Cyberattacks surpass inflation and recession as top business concern for small and midsize businesses
Nearly 3 in 4 small and midsize businesses (SMB) say cyber incidents are the threats most likely to negatively affect their operations in 2026 — ranking above inflation, recession and workforce challenges for the first time — according to a survey of 200 SMB owners and cyber leaders across North America published by VikingCloud, a cybersecurity and compliance company.
AI is a primary driver of heightened concern: 42% of respondents say AI-driven attack speed makes traditional patching and response times effectively obsolete, while 35% say AI is enabling adaptive and evasive malware, the survey found. The financial exposure is significant: 40% of respondents say an attack costing $100,000 or less could put them out of business.
Despite the escalating threat environment, governance and preparedness gaps remain widespread. Only 34% of SMBs have invested in vulnerability scanning, 32% in penetration testing and 32% in security awareness training, even as 34% acknowledge their cybersecurity technology is already outdated.
Other key findings:
- In the past 12 months, SMBs experienced Wi-Fi or network disruptions (73%), website downtime (58%) and third-party or vendor outages (55%).
- In the past year, SMBs prioritized employee hiring, raises and bonuses (42%) and non-essential software subscriptions (42%) over new cybersecurity investment.
Most UK employers not yet committed to menopause action plans as compliance deadline approaches
Only 29% of organizations have committed to publishing a menopause action plan in 2026 or 2027 — as required under the UK Employment Rights Act for employers with more than 250 staff — and 74% of HR and compliance professionals surveyed believe menopause needs stronger legal protection at work, according to a poll of 276 HR and compliance professionals by compliance training provider VinciWorks.
Just 3% of organizations currently publish a menopause action plan annually, while 39% said they were unsure when or whether they would publish one and 8% said they have no plans to do so, according to the survey. Voluntary publication begins in April 2026, with mandatory compliance for larger employers taking effect in 2027.
The compliance stakes are consequential. Once published, a menopause action plan becomes a public document employees can reference in litigation. Employment tribunals involving menopause discrimination have awarded claimants tens of thousands of pounds in recent years.
Other key findings:
- 61% of respondents support menopause leave becoming a legal right, though 28% remain undecided. The Employment Rights Act extended several new leave categories but did not include menopause leave.
- Just 18% of respondents believe their organization’s menopause training is effective, and 40% say their organization provides no training at all but would like to.

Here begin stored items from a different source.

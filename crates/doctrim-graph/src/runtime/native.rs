//! Native runtime backed by the real file system.

use std::fs;
use std::path::{Path, PathBuf};

use tracing::debug;
use walkdir::WalkDir;

use super::{Runtime, RuntimeError, RuntimeResult};

/// `Runtime` implementation for native targets.
///
/// Directory walking uses `walkdir` without following symlinks, so a link
/// pointing back into the tree cannot make the walk loop.
#[derive(Debug, Clone, Copy, Default)]
pub struct NativeRuntime;

impl NativeRuntime {
    pub fn new() -> Self {
        Self
    }
}

impl Runtime for NativeRuntime {
    fn list_files(&self, root: &Path, extension: &str) -> RuntimeResult<Vec<PathBuf>> {
        let mut files = Vec::new();

        for entry in WalkDir::new(root).follow_links(false) {
            let entry = match entry {
                Ok(entry) => entry,
                Err(err) => {
                    // Unreadable subdirectories are skipped, the rest of the tree still counts
                    debug!(error = %err, "skipping unreadable entry during walk");
                    continue;
                }
            };

            if !entry.file_type().is_file() {
                continue;
            }

            let matches = entry
                .path()
                .extension()
                .is_some_and(|ext| ext.to_string_lossy() == extension);
            if matches {
                files.push(entry.into_path());
            }
        }

        Ok(files)
    }

    fn read_to_string(&self, path: &Path) -> RuntimeResult<String> {
        fs::read_to_string(path).map_err(|e| RuntimeError::from_io(path, e))
    }

    fn exists(&self, path: &Path) -> bool {
        path.exists()
    }

    fn is_dir(&self, path: &Path) -> bool {
        path.is_dir()
    }

    fn canonicalize(&self, path: &Path) -> RuntimeResult<PathBuf> {
        fs::canonicalize(path).map_err(|e| RuntimeError::from_io(path, e))
    }

    fn remove_file(&self, path: &Path) -> RuntimeResult<()> {
        fs::remove_file(path).map_err(|e| RuntimeError::from_io(path, e))
    }

    fn read_dir(&self, path: &Path) -> RuntimeResult<Vec<PathBuf>> {
        let entries = fs::read_dir(path).map_err(|e| RuntimeError::from_io(path, e))?;
        let mut children = Vec::new();
        for entry in entries {
            let entry = entry.map_err(|e| RuntimeError::from_io(path, e))?;
            children.push(entry.path());
        }
        Ok(children)
    }

    fn remove_dir(&self, path: &Path) -> RuntimeResult<()> {
        fs::remove_dir(path).map_err(|e| RuntimeError::from_io(path, e))
    }
}
//! Error types for configuration loading and validation.

use std::path::PathBuf;

use thiserror::Error;

pub type Result<T> = std::result::Result<T, ConfigError>;

#[derive(Debug, Error)]
pub enum ConfigError {
    /// An explicitly requested config file does not exist.
    #[error("config file not found: {}", .0.display())]
    NotFound(PathBuf),

    /// A layer could not be parsed or has the wrong shape.
    #[error("invalid configuration: {message}")]
    Extract { message: String },

    /// A field holds a value doctrim cannot use.
    #[error("invalid value for `{field}`{}", .hint.as_ref().map(|h| format!(": {h}")).unwrap_or_default())]
    InvalidValue { field: String, hint: Option<String> },

    #[error("no root documents configured")]
    NoRoots,
}

impl From<figment::Error> for ConfigError {
    fn from(err: figment::Error) -> Self {
        Self::Extract {
            message: err.to_string(),
        }
    }
}
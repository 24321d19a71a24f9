//! doctrim - prune unreachable documentation sources and unused assets.
//!
//! This is the main entry point for the doctrim CLI. It handles command-line
//! argument parsing, logging initialization, and command dispatch.

use clap::Parser;
use doctrim_cli::{cli, commands, error, logger, ui};
use miette::Result;

fn main() -> Result<()> {
    // Parse command-line arguments
    let args = cli::Cli::parse();

    // Initialize logging and colors based on global flags
    logger::init_logger(args.verbose, args.quiet, args.no_color);
    ui::init_colors(args.no_color);

    let result = match args.command {
        cli::Command::Rm(rm_args) => commands::rm_execute(rm_args),
    };

    // Convert CLI errors to miette diagnostics for error reporting
    result.map_err(error::cli_error_to_miette)
}
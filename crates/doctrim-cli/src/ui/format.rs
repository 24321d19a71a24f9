//! Rendering of deletion plans, execution reports and graph diagnostics.

use std::path::Path;

use console::{style, Term};
use doctrim_graph::{DeletionPlan, EntryKind, ExecutionReport, ReferenceGraph};

use super::messages::{error, info, success, warning};

/// Display `path` relative to `root` when it lies inside it.
///
/// ```
/// use doctrim_cli::ui::relative_path;
/// use std::path::Path;
///
/// assert_eq!(relative_path(Path::new("/docs/guide/a.rst"), Path::new("/docs")), "guide/a.rst");
/// assert_eq!(relative_path(Path::new("/elsewhere/b.png"), Path::new("/docs")), "/elsewhere/b.png");
/// ```
pub fn relative_path(path: &Path, root: &Path) -> String {
    path.strip_prefix(root)
        .unwrap_or(path)
        .display()
        .to_string()
}

fn kind_label(kind: EntryKind) -> &'static str {
    match kind {
        EntryKind::Document => "document",
        EntryKind::Asset => "asset",
    }
}

/// Print the plan listing to stdout and a one-line summary to stderr.
pub fn print_plan(plan: &DeletionPlan, dry_run: bool) {
    if plan.is_empty() {
        success("Nothing to delete: every document is reachable");
        return;
    }

    let term = Term::stdout();
    let width = (term.size().1 as usize).min(80);

    println!("{}", style("─".repeat(width)).dim());
    for entry in plan.entries() {
        let label = match entry.kind {
            EntryKind::Document => style(format!("{:<8}", kind_label(entry.kind))).red(),
            EntryKind::Asset => style(format!("{:<8}", kind_label(entry.kind))).yellow(),
        };
        println!(
            "  {}  {}",
            label,
            style(relative_path(entry.path.as_path(), plan.root())).bold()
        );
    }
    println!("{}", style("─".repeat(width)).dim());

    let documents = plan.documents().count();
    let assets = plan.assets().count();
    let verb = if dry_run { "Would delete" } else { "Deleting" };
    info(&format!(
        "{verb} {documents} document{} and {assets} asset{}",
        plural(documents),
        plural(assets)
    ));
}

/// Summarize an execution report on stderr.
pub fn print_report(report: &ExecutionReport, root: &Path) {
    if report.dry_run {
        for dir in &report.pruned_dirs {
            info(&format!("Would remove empty directory {}", relative_path(dir, root)));
        }
        info("Dry run: nothing was deleted");
        return;
    }

    for failure in &report.failed {
        error(&format!(
            "could not delete {}: {}",
            relative_path(&failure.path, root),
            failure.error
        ));
    }

    if !report.deleted.is_empty() {
        success(&format!(
            "Deleted {} file{}",
            report.deleted.len(),
            plural(report.deleted.len())
        ));
    }
    if !report.already_absent.is_empty() {
        info(&format!(
            "{} file{} already gone",
            report.already_absent.len(),
            plural(report.already_absent.len())
        ));
    }
    if !report.pruned_dirs.is_empty() {
        info(&format!(
            "Removed {} empty director{}",
            report.pruned_dirs.len(),
            if report.pruned_dirs.len() == 1 { "y" } else { "ies" }
        ));
    }
}

/// Warn about dangling references, unresolvable targets and unreadable files.
pub fn print_diagnostics(graph: &ReferenceGraph) {
    let root = graph.root();
    for dangling in graph.dangling() {
        warning(&format!(
            "{}:{}: {} target '{}' not found",
            relative_path(dangling.source.as_path(), root),
            dangling.line,
            dangling.kind,
            dangling.target
        ));
    }
    for unresolved in graph.warnings() {
        warning(&format!(
            "{}:{}: {}",
            relative_path(unresolved.source.as_path(), root),
            unresolved.line,
            unresolved.error
        ));
    }
    for failure in graph.read_failures() {
        warning(&format!(
            "could not read {}: {}",
            relative_path(failure.path.as_path(), root),
            failure.error
        ));
    }
}

fn plural(count: usize) -> &'static str {
    if count == 1 { "" } else { "s" }
}

#[cfg(test)]
mod tests {
    use super::*;
    use doctrim_graph::{orphans, plan, FailedDeletion, FileId, ReferenceKind, RootSet};

    fn sample_plan() -> DeletionPlan {
        let mut graph = ReferenceGraph::new("/docs");
        graph.add_document(FileId::from("/docs/index.rst"));
        graph.add_document(FileId::from("/docs/old/page.rst"));
        graph.add_asset_edge(FileId::from("/docs/old/page.rst"), FileId::from("/docs/old/fig.png"));
        let roots = RootSet::from_names(graph.root(), &["index"], "rst");
        let orphaned = orphans(&graph, &roots).unwrap();
        plan(&graph, &orphaned)
    }

    #[test]
    fn test_relative_path_outside_root() {
        assert_eq!(relative_path(Path::new("/tmp/x"), Path::new("/docs")), "/tmp/x");
    }

    #[test]
    fn test_print_functions_do_not_panic() {
        let plan = sample_plan();
        print_plan(&plan, true);
        print_report(
            &ExecutionReport {
                dry_run: true,
                pruned_dirs: vec!["/docs/old".into()],
                ..Default::default()
            },
            plan.root(),
        );
        print_report(&ExecutionReport::default(), plan.root());
        print_report(
            &ExecutionReport {
                failed: vec![FailedDeletion {
                    path: "/docs/old/page.rst".into(),
                    error: "permission denied".into(),
                }],
                ..Default::default()
            },
            plan.root(),
        );

        let mut graph = ReferenceGraph::new("/docs");
        graph.add_document_edge(
            FileId::from("/docs/index.rst"),
            FileId::from("/docs/a.rst"),
            ReferenceKind::ChildDocument,
        );
        print_diagnostics(&graph);
    }
}
//! Pure path resolution for scanned references.
//!
//! Nothing in here touches the file system: the resolver only joins, cleans
//! and bounds-checks paths. Existence checks happen in the builder.

use std::path::{Path, PathBuf};

use path_clean::PathClean;

use crate::scanner::ReferenceKind;

/// Why a raw reference could not be turned into a project path.
#[derive(Debug, Clone, PartialEq, Eq, thiserror::Error)]
pub enum ResolutionError {
    /// The reference target is blank.
    #[error("empty reference target")]
    Empty,

    /// The resolved path leaves the project root.
    #[error("'{target}' resolves to {} which is outside the project root", .resolved.display())]
    EscapesRoot { target: String, resolved: PathBuf },

    /// A `:glob:` toctree entry is not a valid pattern.
    #[error("invalid glob entry '{pattern}': {message}")]
    InvalidPattern { pattern: String, message: String },
}

/// Resolve `raw` as written in `source` into an absolute path under `root`.
///
/// A leading `/` makes the target root-relative; anything else is relative to
/// the directory of `source`. Child-document targets are docnames and get
/// `.{document_extension}` appended unless they already end with it. Include
/// targets get the extension only when they have none. Asset targets are
/// used as written.
pub fn resolve(
    raw: &str,
    kind: ReferenceKind,
    source: &Path,
    root: &Path,
    document_extension: &str,
) -> Result<PathBuf, ResolutionError> {
    let target = raw.trim();
    if target.is_empty() {
        return Err(ResolutionError::Empty);
    }

    let joined = match target.strip_prefix('/') {
        Some(rooted) => root.join(rooted),
        None => source.parent().unwrap_or(root).join(target),
    };
    let cleaned = with_document_extension(joined.clean(), kind, document_extension);

    let root = root.clean();
    if !cleaned.starts_with(&root) || cleaned == root {
        return Err(ResolutionError::EscapesRoot {
            target: target.to_string(),
            resolved: cleaned,
        });
    }

    Ok(cleaned)
}

/// Root-relative glob pattern for a `:glob:` toctree entry written in `source`.
///
/// The pattern is anchored with a leading `/` so it can be fed to a gitignore
/// style matcher rooted at `root`.
pub fn glob_pattern(
    raw: &str,
    source: &Path,
    root: &Path,
    document_extension: &str,
) -> Result<String, ResolutionError> {
    let resolved = resolve(raw, ReferenceKind::ChildDocument, source, root, document_extension)?;
    let relative = resolved
        .strip_prefix(root.clean())
        .map_err(|_| ResolutionError::EscapesRoot {
            target: raw.trim().to_string(),
            resolved: resolved.clone(),
        })?;
    Ok(format!("/{}", relative.to_string_lossy().replace('\\', "/")))
}

fn with_document_extension(path: PathBuf, kind: ReferenceKind, extension: &str) -> PathBuf {
    let suffix = format!(".{extension}");
    match kind {
        ReferenceKind::ChildDocument if !path.to_string_lossy().ends_with(&suffix) => {
            append_suffix(path, &suffix)
        }
        ReferenceKind::Include if path.extension().is_none() => append_suffix(path, &suffix),
        _ => path,
    }
}

fn append_suffix(path: PathBuf, suffix: &str) -> PathBuf {
    let mut raw = path.into_os_string();
    raw.push(suffix);
    PathBuf::from(raw)
}
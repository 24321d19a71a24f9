//! Reference extraction from reStructuredText sources.
//!
//! The scanner only recognizes the handful of constructs that link files
//! together: `toctree` bodies, `include`, image-like directives and the
//! `:download:` role. Everything else in the document is ignored, and
//! malformed constructs are skipped rather than reported.

use std::sync::LazyLock;

use regex::Regex;
use serde::{Deserialize, Serialize};

static DIRECTIVE_RE: LazyLock<Regex> = LazyLock::new(|| {
    Regex::new(r"^(?P<indent>[ \t]*)\.\.[ \t]+(?:\|(?P<sub>[^|]+)\|[ \t]+)?(?P<name>[A-Za-z0-9][\w.+:-]*?)::(?:[ \t]+(?P<arg>.*?))?[ \t]*$")
        .expect("directive pattern is valid")
});

static DOWNLOAD_ROLE_RE: LazyLock<Regex> = LazyLock::new(|| {
    Regex::new(r":download:`(?P<body>[^`]+)`").expect("download role pattern is valid")
});

/// What a reference contributes to the graph.
#[derive(Debug, Clone, Copy, PartialEq, Eq, Hash, Serialize, Deserialize)]
#[serde(rename_all = "kebab-case")]
pub enum ReferenceKind {
    /// A toctree entry: the target is a child page of the referencing page.
    ChildDocument,
    /// A verbatim inclusion of another source file.
    Include,
    /// A media or download file used by the page.
    Asset,
}

impl ReferenceKind {
    /// Whether edges of this kind carry reachability between documents.
    pub fn is_document_edge(self) -> bool {
        matches!(self, Self::ChildDocument | Self::Include)
    }

    pub fn as_str(self) -> &'static str {
        match self {
            Self::ChildDocument => "toctree",
            Self::Include => "include",
            Self::Asset => "asset",
        }
    }
}

impl std::fmt::Display for ReferenceKind {
    fn fmt(&self, f: &mut std::fmt::Formatter<'_>) -> std::fmt::Result {
        f.write_str(self.as_str())
    }
}

/// How a directive carries its target(s).
#[derive(Debug, Clone, Copy, PartialEq, Eq)]
pub enum BodyStyle {
    /// One target in the directive argument (`.. image:: logo.png`).
    Argument,
    /// One target per indented body line (`.. toctree::`).
    EntryLines,
}

/// A single row of the recognizer table.
#[derive(Debug, Clone, PartialEq, Eq)]
pub struct Recognizer {
    pub name: String,
    pub kind: ReferenceKind,
    pub body: BodyStyle,
}

impl Recognizer {
    pub fn new(name: impl Into<String>, kind: ReferenceKind, body: BodyStyle) -> Self {
        Self {
            name: name.into(),
            kind,
            body,
        }
    }

    /// Whether the directive may appear in a substitution definition
    /// (`.. |logo| image:: logo.png`). Only single-argument asset directives can.
    pub fn accepts_substitution(&self) -> bool {
        self.kind == ReferenceKind::Asset && self.body == BodyStyle::Argument
    }
}

/// An unresolved reference as written in the source.
#[derive(Debug, Clone, PartialEq, Eq, Serialize, Deserialize)]
pub struct ScannedReference {
    pub kind: ReferenceKind,
    /// Directive or role that produced the reference (`toctree`, `image`, `download`, ...)
    pub directive: String,
    /// Raw target text, trimmed
    pub target: String,
    /// 1-based line number of the target
    pub line: usize,
    /// Entry of a `:glob:` toctree that contains wildcard characters
    pub glob: bool,
}

/// Directive names recognized out of the box.
pub const BUILTIN_RECOGNIZERS: &[(&str, ReferenceKind, BodyStyle)] = &[
    ("toctree", ReferenceKind::ChildDocument, BodyStyle::EntryLines),
    ("include", ReferenceKind::Include, BodyStyle::Argument),
    ("literalinclude", ReferenceKind::Asset, BodyStyle::Argument),
    ("image", ReferenceKind::Asset, BodyStyle::Argument),
    ("figure", ReferenceKind::Asset, BodyStyle::Argument),
];

/// Table-driven reference scanner.
#[derive(Debug, Clone)]
pub struct Scanner {
    recognizers: Vec<Recognizer>,
}

impl Default for Scanner {
    fn default() -> Self {
        Self::new()
    }
}

impl Scanner {
    /// Scanner with the built-in recognizer table.
    pub fn new() -> Self {
        let recognizers = BUILTIN_RECOGNIZERS
            .iter()
            .map(|(name, kind, body)| Recognizer::new(*name, *kind, *body))
            .collect();
        Self { recognizers }
    }

    /// Scanner with additional asset directives on top of the built-ins.
    ///
    /// Names already in the table are ignored, so a user cannot turn
    /// `toctree` into an asset directive by accident.
    pub fn with_asset_directives<I, S>(directives: I) -> Self
    where
        I: IntoIterator<Item = S>,
        S: Into<String>,
    {
        let mut scanner = Self::new();
        for name in directives {
            scanner.register(Recognizer::new(name, ReferenceKind::Asset, BodyStyle::Argument));
        }
        scanner
    }

    /// Add a recognizer unless one with the same name exists.
    pub fn register(&mut self, recognizer: Recognizer) {
        let name = recognizer.name.trim();
        if name.is_empty() || self.recognizer(name).is_some() {
            return;
        }
        self.recognizers.push(Recognizer {
            name: name.to_string(),
            ..recognizer
        });
    }

    /// Look up the recognizer for a directive name.
    pub fn recognizer(&self, name: &str) -> Option<&Recognizer> {
        self.recognizers.iter().find(|r| r.name == name)
    }

    pub fn recognizers(&self) -> &[Recognizer] {
        &self.recognizers
    }

    /// Extract every recognized reference from `text`, in document order.
    pub fn scan(&self, text: &str) -> Vec<ScannedReference> {
        let lines: Vec<&str> = text.lines().collect();
        let mut references = Vec::new();

        let mut index = 0;
        while index < lines.len() {
            let Some(caps) = DIRECTIVE_RE.captures(lines[index]) else {
                index += 1;
                continue;
            };
            let Some(recognizer) = self.recognizer(&caps["name"]) else {
                index += 1;
                continue;
            };
            if caps.name("sub").is_some() && !recognizer.accepts_substitution() {
                index += 1;
                continue;
            }

            match recognizer.body {
                BodyStyle::Argument => {
                    let target = caps.name("arg").map(|m| m.as_str().trim()).unwrap_or("");
                    if !target.is_empty() && !is_external(target) {
                        references.push(ScannedReference {
                            kind: recognizer.kind,
                            directive: recognizer.name.clone(),
                            target: target.to_string(),
                            line: index + 1,
                            glob: false,
                        });
                    }
                    index += 1;
                }
                BodyStyle::EntryLines => {
                    let indent = indent_width(&caps["indent"]);
                    let consumed = scan_entry_block(
                        &lines[index + 1..],
                        indent,
                        index + 2,
                        recognizer,
                        &mut references,
                    );
                    index += 1 + consumed;
                }
            }
        }

        for (offset, line) in lines.iter().enumerate() {
            for caps in DOWNLOAD_ROLE_RE.captures_iter(line) {
                let target = role_target(&caps["body"]);
                if !target.is_empty() && !is_external(target) {
                    references.push(ScannedReference {
                        kind: ReferenceKind::Asset,
                        directive: "download".to_string(),
                        target: target.to_string(),
                        line: offset + 1,
                        glob: false,
                    });
                }
            }
        }

        // Stable: keeps directive-before-role order within one line
        references.sort_by_key(|r| r.line);
        references
    }
}

/// Parse the indented body of an entry-style directive.
///
/// Returns how many lines were consumed.
fn scan_entry_block(
    body: &[&str],
    directive_indent: usize,
    first_line_number: usize,
    recognizer: &Recognizer,
    out: &mut Vec<ScannedReference>,
) -> usize {
    let mut glob = false;
    let mut consumed = 0;

    for (offset, raw) in body.iter().enumerate() {
        let trimmed = raw.trim();
        if trimmed.is_empty() {
            consumed = offset + 1;
            continue;
        }
        if indent_width(raw) <= directive_indent {
            break;
        }
        consumed = offset + 1;

        if trimmed.starts_with(':') {
            if trimmed == ":glob:" {
                glob = true;
            }
            continue;
        }

        let target = entry_target(trimmed);
        if target.is_empty() || target == "self" || is_external(target) {
            continue;
        }

        out.push(ScannedReference {
            kind: recognizer.kind,
            directive: recognizer.name.clone(),
            target: target.to_string(),
            line: first_line_number + offset,
            glob: glob && has_glob_chars(target),
        });
    }

    consumed
}

/// `Title <target>` → `target`; bare entries are returned unchanged.
fn entry_target(entry: &str) -> &str {
    if entry.ends_with('>') {
        if let Some(open) = entry.rfind('<') {
            return entry[open + 1..entry.len() - 1].trim();
        }
    }
    entry
}

fn role_target(body: &str) -> &str {
    entry_target(body.trim())
}

fn indent_width(line: &str) -> usize {
    line.chars().take_while(|c| *c == ' ' || *c == '\t').count()
}

/// Targets pointing outside the project (URLs, mail links, inline data).
pub fn is_external(target: &str) -> bool {
    target.contains("://") || target.starts_with("mailto:") || target.starts_with("data:")
}

fn has_glob_chars(target: &str) -> bool {
    target.contains(['*', '?', '['])
}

Internal operations, not regulation, seen as top threat to defensible eDiscovery
Nearly 90% of legal and technology professionals identify internal challenges — including budget constraints, limited expertise and lack of centralized governance — as the biggest barriers to defensible, cost-efficient discovery, while just 10% point to regulatory uncertainty, according to research from legal technology provider Exterro.
The findings draw on two surveys of more than 400 legal, IT, data governance and security professionals, one conducted via live polling at an Exterro-hosted event. They arrive as AI moves rapidly from experimentation to standard practice in legal operations: 47% of teams are already using AI in eDiscovery and nearly 80% are using or preparing to adopt it.
Governance is emerging as the necessary companion to that adoption. When asked what will most influence their eDiscovery strategy in 2026, respondents most frequently selected AI and automation alongside data governance and retention — together accounting for nearly 60% of responses. Separately, 97% of respondents agreed that communication between legal and IT directly impacts the speed, accuracy and defensibility of eDiscovery, with no respondent disagreeing.